WHAT TO DO.
Write the records out once more, so that nothing differs from the original.

========================

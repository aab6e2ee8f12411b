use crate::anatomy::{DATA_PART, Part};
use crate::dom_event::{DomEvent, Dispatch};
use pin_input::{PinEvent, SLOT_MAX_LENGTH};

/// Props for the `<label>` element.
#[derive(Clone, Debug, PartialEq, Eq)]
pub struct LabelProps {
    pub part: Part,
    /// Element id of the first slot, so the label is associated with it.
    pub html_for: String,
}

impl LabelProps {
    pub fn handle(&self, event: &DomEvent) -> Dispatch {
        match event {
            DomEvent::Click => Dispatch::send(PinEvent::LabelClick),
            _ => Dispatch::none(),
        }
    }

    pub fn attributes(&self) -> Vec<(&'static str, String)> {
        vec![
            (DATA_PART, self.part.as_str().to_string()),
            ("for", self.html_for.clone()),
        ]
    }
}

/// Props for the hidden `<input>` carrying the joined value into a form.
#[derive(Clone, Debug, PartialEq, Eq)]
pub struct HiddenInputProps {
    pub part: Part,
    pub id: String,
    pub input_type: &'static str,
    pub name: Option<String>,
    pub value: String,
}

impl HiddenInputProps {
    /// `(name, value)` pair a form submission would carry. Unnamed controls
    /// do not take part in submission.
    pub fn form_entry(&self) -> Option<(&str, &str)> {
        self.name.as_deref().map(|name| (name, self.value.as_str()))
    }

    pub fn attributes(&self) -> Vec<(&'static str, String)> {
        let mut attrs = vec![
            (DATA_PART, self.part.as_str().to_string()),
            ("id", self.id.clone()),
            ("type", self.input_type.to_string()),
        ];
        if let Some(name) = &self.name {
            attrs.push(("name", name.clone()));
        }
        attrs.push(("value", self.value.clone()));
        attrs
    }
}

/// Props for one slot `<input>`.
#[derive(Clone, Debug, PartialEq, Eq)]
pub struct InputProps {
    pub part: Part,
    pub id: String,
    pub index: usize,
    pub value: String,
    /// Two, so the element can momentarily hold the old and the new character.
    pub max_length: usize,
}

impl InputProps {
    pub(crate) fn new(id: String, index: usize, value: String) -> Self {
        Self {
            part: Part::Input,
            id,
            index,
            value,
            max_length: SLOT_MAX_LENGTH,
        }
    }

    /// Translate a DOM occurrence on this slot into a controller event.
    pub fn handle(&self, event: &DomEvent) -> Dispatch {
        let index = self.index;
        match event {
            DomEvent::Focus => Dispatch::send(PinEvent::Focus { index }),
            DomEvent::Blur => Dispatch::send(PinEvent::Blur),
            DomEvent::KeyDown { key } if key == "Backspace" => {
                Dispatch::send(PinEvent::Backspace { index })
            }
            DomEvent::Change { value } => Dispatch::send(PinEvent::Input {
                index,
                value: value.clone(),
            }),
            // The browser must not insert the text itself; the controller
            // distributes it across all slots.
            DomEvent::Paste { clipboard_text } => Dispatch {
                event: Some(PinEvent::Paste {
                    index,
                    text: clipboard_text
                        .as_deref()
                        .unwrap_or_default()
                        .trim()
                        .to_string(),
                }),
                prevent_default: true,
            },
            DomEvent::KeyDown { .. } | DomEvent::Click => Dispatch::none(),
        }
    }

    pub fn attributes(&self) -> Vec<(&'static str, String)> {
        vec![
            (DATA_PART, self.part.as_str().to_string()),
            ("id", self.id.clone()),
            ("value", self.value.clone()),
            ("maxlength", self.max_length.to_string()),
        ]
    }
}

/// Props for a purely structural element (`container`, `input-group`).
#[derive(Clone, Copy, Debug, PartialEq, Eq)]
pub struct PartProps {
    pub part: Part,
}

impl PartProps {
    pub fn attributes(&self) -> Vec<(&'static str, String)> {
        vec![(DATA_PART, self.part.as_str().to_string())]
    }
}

========================

WRITTEN SOLUTION.
repository aab6e2ee8f12411b
use crate::anatomy::{DATA_PART, Part};
use crate::dom_event::{DomEvent, Dispatch};
use pin_input::{PinEvent, SLOT_MAX_LENGTH};

/// Props for the `<label>` element.
#[derive(Clone, Debug, PartialEq, Eq)]
pub struct LabelProps {
    pub part: Part,
    /// Element id of the first slot, so the label is associated with it.
    pub html_for: String,
}

impl LabelProps {
    pub fn handle(&self, event: &DomEvent) -> Dispatch {
        match event {
            DomEvent::Click => Dispatch::send(PinEvent::LabelClick),
            _ => Dispatch::none(),
        }
    }

    pub fn attributes(&self) -> Vec<(&'static str, String)> {
        vec![
            (DATA_PART, self.part.as_str().to_string()),
            ("for", self.html_for.clone()),
        ]
    }
}

/// Props for the hidden `<input>` carrying the joined value into a form.
#[derive(Clone, Debug, PartialEq, Eq)]
pub struct HiddenInputProps {
    pub part: Part,
    pub id: String,
    pub input_type: &'static str,
    pub name: Option<String>,
    pub value: String,
}

impl HiddenInputProps {
    /// `(name, value)` pair a form submission would carry. Unnamed controls
    /// do not take part in submission.
    pub fn form_entry(&self) -> Option<(&str, &str)> {
        self.name.as_deref().map(|name| (name, self.value.as_str()))
    }

    pub fn attributes(&self) -> Vec<(&'static str, String)> {
        let mut attrs = vec![
            (DATA_PART, self.part.as_str().to_string()),
            ("id", self.id.clone()),
            ("type", self.input_type.to_string()),
        ];
        if let Some(name) = &self.name {
            attrs.push(("name", name.clone()));
        }
        attrs.push(("value", self.value.clone()));
        attrs
    }
}

/// Props for one slot `<input>`.
#[derive(Clone, Debug, PartialEq, Eq)]
pub struct InputProps {
    pub part: Part,
    pub id: String,
    pub index: usize,
    pub value: String,
    /// Two, so the element can momentarily hold the old and the new character.
    pub max_length: usize,
}

impl InputProps {
    pub(crate) fn new(id: String, index: usize, value: String) -> Self {
        Self {
            part: Part::Input,
            id,
            index,
            value,
            max_length: SLOT_MAX_LENGTH,
        }
    }

    /// Translate a DOM occurrence on this slot into a controller event.
    pub fn handle(&self, event: &DomEvent) -> Dispatch {
        let index = self.index;
        match event {
            DomEvent::Focus => Dispatch::send(PinEvent::Focus { index }),
            DomEvent::Blur => Dispatch::send(PinEvent::Blur),
            DomEvent::KeyDown { key } if key == "Backspace" => {
                Dispatch::send(PinEvent::Backspace { index })
            }
            DomEvent::Change { value } => Dispatch::send(PinEvent::Input {
                index,
                value: value.clone(),
            }),
            // The browser must not insert the text itself; the controller
            // distributes it across all slots.
            DomEvent::Paste { clipboard_text } => Dispatch {
                event: Some(PinEvent::Paste {
                    index,
                    text: clipboard_text
                        .as_deref()
                        .unwrap_or_default()
                        .trim()
                        .to_string(),
                }),
                prevent_default: true,
            },
            DomEvent::KeyDown { .. } | DomEvent::Click => Dispatch::none(),
        }
    }

    pub fn attributes(&self) -> Vec<(&'static str, String)> {
        vec![
            (DATA_PART, self.part.as_str().to_string()),
            ("id", self.id.clone()),
            ("value", self.value.clone()),
            ("maxlength", self.max_length.to_string()),
        ]
    }
}

/// Props for a purely structural element (`container`, `input-group`).
#[derive(Clone, Copy, Debug, PartialEq, Eq)]
pub struct PartProps {
    pub part: Part,
}

impl PartProps {
    pub fn attributes(&self) -> Vec<(&'static str, String)> {
        vec![(DATA_PART, self.part.as_str().to_string())]
    }
}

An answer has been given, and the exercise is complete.